## What the task asks
In the records, find each line where "Parser" occurs, and copy it.
(Data shown)
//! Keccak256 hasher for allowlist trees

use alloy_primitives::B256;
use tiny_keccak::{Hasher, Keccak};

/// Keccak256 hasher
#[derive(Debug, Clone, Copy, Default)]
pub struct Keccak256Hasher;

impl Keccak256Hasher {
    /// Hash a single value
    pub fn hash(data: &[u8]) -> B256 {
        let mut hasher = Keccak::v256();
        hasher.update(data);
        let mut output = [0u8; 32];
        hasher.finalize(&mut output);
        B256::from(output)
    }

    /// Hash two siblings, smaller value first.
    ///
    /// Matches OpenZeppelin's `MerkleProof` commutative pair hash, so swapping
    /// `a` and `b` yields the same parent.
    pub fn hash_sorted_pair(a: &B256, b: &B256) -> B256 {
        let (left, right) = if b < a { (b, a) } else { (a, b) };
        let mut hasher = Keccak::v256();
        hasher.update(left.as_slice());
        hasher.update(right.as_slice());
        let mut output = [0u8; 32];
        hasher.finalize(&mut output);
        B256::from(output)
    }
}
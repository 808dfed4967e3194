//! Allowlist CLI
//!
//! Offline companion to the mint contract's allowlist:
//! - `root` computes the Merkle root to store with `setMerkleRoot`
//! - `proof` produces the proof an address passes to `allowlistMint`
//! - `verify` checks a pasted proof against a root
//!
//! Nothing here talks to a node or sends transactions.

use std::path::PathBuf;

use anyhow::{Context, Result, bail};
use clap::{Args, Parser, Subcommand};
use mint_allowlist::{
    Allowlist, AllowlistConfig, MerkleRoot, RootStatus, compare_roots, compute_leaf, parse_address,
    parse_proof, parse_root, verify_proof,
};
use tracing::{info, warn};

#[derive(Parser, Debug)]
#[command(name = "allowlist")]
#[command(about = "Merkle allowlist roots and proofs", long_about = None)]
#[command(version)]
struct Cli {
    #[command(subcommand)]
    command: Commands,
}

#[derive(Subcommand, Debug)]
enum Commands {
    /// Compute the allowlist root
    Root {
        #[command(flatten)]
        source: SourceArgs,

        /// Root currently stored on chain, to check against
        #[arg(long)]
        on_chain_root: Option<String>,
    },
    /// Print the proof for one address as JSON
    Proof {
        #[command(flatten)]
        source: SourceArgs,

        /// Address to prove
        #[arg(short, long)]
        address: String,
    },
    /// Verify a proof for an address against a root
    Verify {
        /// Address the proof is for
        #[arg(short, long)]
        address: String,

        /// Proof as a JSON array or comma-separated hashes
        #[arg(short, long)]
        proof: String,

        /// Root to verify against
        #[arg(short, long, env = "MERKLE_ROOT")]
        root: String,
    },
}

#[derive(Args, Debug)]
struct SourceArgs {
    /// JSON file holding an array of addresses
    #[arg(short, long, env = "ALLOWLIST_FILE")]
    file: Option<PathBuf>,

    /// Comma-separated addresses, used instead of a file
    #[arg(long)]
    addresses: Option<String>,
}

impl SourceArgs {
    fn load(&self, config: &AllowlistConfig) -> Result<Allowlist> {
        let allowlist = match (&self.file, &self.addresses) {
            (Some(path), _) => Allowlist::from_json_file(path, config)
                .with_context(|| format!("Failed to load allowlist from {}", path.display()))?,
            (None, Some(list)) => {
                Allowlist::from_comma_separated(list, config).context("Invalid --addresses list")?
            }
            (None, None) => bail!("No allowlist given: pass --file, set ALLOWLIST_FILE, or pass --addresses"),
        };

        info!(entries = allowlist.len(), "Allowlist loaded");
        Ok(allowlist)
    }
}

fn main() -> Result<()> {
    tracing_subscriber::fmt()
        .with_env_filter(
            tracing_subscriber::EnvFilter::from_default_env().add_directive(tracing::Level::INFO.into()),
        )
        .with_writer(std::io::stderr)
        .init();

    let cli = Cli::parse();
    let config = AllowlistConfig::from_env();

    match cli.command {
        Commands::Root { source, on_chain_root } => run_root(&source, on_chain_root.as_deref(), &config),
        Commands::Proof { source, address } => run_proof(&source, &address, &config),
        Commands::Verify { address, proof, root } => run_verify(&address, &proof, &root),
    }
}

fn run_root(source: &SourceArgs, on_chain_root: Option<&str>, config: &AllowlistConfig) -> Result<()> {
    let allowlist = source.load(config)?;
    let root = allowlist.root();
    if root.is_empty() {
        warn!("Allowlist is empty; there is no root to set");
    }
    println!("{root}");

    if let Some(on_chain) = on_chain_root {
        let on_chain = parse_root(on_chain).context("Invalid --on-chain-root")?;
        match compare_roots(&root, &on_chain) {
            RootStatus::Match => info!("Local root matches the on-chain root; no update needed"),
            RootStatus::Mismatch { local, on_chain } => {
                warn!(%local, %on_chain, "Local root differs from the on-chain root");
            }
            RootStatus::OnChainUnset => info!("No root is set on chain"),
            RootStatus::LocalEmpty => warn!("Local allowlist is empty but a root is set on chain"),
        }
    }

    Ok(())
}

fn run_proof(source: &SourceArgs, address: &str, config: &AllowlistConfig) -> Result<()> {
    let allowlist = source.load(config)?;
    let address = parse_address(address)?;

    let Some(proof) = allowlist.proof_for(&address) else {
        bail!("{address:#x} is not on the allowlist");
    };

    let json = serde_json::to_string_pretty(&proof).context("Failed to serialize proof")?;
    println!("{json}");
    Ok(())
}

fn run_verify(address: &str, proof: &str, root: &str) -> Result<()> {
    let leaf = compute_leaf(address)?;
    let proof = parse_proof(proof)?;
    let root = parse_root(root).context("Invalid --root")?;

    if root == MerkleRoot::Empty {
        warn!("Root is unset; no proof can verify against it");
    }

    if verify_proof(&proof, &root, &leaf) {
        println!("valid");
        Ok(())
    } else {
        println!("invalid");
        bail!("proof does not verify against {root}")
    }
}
(End Data shown)
## Task answer
use clap::{Args, Parser, Subcommand};
#[derive(Parser, Debug)]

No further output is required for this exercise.